[DATA FOR ANALYSIS]
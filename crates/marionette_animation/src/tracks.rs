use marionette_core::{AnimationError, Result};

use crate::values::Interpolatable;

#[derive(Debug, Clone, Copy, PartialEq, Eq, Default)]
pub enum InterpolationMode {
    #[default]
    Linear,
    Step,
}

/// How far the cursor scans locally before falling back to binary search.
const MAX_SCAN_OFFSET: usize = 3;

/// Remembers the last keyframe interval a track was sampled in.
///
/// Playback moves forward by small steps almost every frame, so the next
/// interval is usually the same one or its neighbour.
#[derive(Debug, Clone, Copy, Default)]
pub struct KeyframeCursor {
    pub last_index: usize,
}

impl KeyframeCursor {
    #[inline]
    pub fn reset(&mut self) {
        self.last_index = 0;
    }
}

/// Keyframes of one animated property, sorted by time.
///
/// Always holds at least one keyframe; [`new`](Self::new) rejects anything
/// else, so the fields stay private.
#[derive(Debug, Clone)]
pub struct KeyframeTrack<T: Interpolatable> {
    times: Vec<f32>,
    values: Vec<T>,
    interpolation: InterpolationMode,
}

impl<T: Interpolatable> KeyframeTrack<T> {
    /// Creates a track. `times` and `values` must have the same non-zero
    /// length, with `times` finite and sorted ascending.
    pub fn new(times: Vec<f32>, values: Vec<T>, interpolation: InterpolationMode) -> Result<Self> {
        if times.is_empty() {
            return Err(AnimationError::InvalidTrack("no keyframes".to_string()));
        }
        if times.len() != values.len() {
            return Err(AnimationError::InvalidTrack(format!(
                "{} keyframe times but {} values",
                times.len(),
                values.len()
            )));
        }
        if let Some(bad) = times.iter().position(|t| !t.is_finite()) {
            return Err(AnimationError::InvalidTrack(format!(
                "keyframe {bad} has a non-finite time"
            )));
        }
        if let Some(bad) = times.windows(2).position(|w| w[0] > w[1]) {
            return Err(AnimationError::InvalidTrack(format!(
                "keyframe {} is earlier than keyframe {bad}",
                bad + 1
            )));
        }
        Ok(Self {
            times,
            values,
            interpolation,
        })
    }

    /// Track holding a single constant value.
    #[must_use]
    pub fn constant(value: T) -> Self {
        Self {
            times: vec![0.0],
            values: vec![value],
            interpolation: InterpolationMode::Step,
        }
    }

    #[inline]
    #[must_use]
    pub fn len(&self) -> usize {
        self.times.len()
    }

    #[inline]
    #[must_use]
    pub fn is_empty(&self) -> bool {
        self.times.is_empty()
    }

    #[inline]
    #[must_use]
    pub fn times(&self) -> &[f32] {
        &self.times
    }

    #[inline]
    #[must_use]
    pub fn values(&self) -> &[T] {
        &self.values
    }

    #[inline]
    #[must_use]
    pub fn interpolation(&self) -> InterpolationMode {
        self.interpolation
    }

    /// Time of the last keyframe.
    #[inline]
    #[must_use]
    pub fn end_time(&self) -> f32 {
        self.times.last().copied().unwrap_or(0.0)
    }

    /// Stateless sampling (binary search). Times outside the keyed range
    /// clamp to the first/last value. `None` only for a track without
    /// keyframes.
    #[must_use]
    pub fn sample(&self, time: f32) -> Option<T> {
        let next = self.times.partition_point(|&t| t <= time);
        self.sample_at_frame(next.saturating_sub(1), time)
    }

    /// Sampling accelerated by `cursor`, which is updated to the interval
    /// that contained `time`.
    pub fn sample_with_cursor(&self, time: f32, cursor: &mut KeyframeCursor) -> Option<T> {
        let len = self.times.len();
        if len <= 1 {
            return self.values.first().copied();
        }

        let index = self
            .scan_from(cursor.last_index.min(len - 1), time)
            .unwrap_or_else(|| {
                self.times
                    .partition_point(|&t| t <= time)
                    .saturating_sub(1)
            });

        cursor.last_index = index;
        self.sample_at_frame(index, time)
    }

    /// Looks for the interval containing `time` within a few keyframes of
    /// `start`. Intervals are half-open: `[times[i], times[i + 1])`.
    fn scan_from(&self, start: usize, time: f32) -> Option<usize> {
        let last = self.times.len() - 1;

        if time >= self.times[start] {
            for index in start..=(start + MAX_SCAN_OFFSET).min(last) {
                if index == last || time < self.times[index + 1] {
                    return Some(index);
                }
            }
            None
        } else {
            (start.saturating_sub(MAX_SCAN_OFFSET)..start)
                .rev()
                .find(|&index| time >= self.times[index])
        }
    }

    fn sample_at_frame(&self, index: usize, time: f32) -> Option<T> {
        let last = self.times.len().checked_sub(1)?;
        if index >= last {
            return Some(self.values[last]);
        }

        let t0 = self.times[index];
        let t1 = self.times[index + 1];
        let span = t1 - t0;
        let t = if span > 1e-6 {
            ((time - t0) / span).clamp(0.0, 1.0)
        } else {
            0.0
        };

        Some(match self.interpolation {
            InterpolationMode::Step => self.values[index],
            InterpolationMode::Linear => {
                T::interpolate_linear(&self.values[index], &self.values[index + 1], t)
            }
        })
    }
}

[WHAT IS NEEDED] Restate the material word for word so that no line differs from the original.

[TASK OUTPUT]
filename crates/marionette_animation/src/tracks.rs
use marionette_core::{AnimationError, Result};

use crate::values::Interpolatable;

#[derive(Debug, Clone, Copy, PartialEq, Eq, Default)]
pub enum InterpolationMode {
    #[default]
    Linear,
    Step,
}

/// How far the cursor scans locally before falling back to binary search.
const MAX_SCAN_OFFSET: usize = 3;

/// Remembers the last keyframe interval a track was sampled in.
///
/// Playback moves forward by small steps almost every frame, so the next
/// interval is usually the same one or its neighbour.
#[derive(Debug, Clone, Copy, Default)]
pub struct KeyframeCursor {
    pub last_index: usize,
}

impl KeyframeCursor {
    #[inline]
    pub fn reset(&mut self) {
        self.last_index = 0;
    }
}

/// Keyframes of one animated property, sorted by time.
///
/// Always holds at least one keyframe; [`new`](Self::new) rejects anything
/// else, so the fields stay private.
#[derive(Debug, Clone)]
pub struct KeyframeTrack<T: Interpolatable> {
    times: Vec<f32>,
    values: Vec<T>,
    interpolation: InterpolationMode,
}

impl<T: Interpolatable> KeyframeTrack<T> {
    /// Creates a track. `times` and `values` must have the same non-zero
    /// length, with `times` finite and sorted ascending.
    pub fn new(times: Vec<f32>, values: Vec<T>, interpolation: InterpolationMode) -> Result<Self> {
        if times.is_empty() {
            return Err(AnimationError::InvalidTrack("no keyframes".to_string()));
        }
        if times.len() != values.len() {
            return Err(AnimationError::InvalidTrack(format!(
                "{} keyframe times but {} values",
                times.len(),
                values.len()
            )));
        }
        if let Some(bad) = times.iter().position(|t| !t.is_finite()) {
            return Err(AnimationError::InvalidTrack(format!(
                "keyframe {bad} has a non-finite time"
            )));
        }
        if let Some(bad) = times.windows(2).position(|w| w[0] > w[1]) {
            return Err(AnimationError::InvalidTrack(format!(
                "keyframe {} is earlier than keyframe {bad}",
                bad + 1
            )));
        }
        Ok(Self {
            times,
            values,
            interpolation,
        })
    }

    /// Track holding a single constant value.
    #[must_use]
    pub fn constant(value: T) -> Self {
        Self {
            times: vec![0.0],
            values: vec![value],
            interpolation: InterpolationMode::Step,
        }
    }

    #[inline]
    #[must_use]
    pub fn len(&self) -> usize {
        self.times.len()
    }

    #[inline]
    #[must_use]
    pub fn is_empty(&self) -> bool {
        self.times.is_empty()
    }

    #[inline]
    #[must_use]
    pub fn times(&self) -> &[f32] {
        &self.times
    }

    #[inline]
    #[must_use]
    pub fn values(&self) -> &[T] {
        &self.values
    }

    #[inline]
    #[must_use]
    pub fn interpolation(&self) -> InterpolationMode {
        self.interpolation
    }

    /// Time of the last keyframe.
    #[inline]
    #[must_use]
    pub fn end_time(&self) -> f32 {
        self.times.last().copied().unwrap_or(0.0)
    }

    /// Stateless sampling (binary search). Times outside the keyed range
    /// clamp to the first/last value. `None` only for a track without
    /// keyframes.
    #[must_use]
    pub fn sample(&self, time: f32) -> Option<T> {
        let next = self.times.partition_point(|&t| t <= time);
        self.sample_at_frame(next.saturating_sub(1), time)
    }

    /// Sampling accelerated by `cursor`, which is updated to the interval
    /// that contained `time`.
    pub fn sample_with_cursor(&self, time: f32, cursor: &mut KeyframeCursor) -> Option<T> {
        let len = self.times.len();
        if len <= 1 {
            return self.values.first().copied();
        }

        let index = self
            .scan_from(cursor.last_index.min(len - 1), time)
            .unwrap_or_else(|| {
                self.times
                    .partition_point(|&t| t <= time)
                    .saturating_sub(1)
            });

        cursor.last_index = index;
        self.sample_at_frame(index, time)
    }

    /// Looks for the interval containing `time` within a few keyframes of
    /// `start`. Intervals are half-open: `[times[i], times[i + 1])`.
    fn scan_from(&self, start: usize, time: f32) -> Option<usize> {
        let last = self.times.len() - 1;

        if time >= self.times[start] {
            for index in start..=(start + MAX_SCAN_OFFSET).min(last) {
                if index == last || time < self.times[index + 1] {
                    return Some(index);
                }
            }
            None
        } else {
            (start.saturating_sub(MAX_SCAN_OFFSET)..start)
                .rev()
                .find(|&index| time >= self.times[index])
        }
    }

    fn sample_at_frame(&self, index: usize, time: f32) -> Option<T> {
        let last = self.times.len().checked_sub(1)?;
        if index >= last {
            return Some(self.values[last]);
        }

        let t0 = self.times[index];
        let t1 = self.times[index + 1];
        let span = t1 - t0;
        let t = if span > 1e-6 {
            ((time - t0) / span).clamp(0.0, 1.0)
        } else {
            0.0
        };

        Some(match self.interpolation {
            InterpolationMode::Step => self.values[index],
            InterpolationMode::Linear => {
                T::interpolate_linear(&self.values[index], &self.values[index + 1], t)
            }
        })
    }
}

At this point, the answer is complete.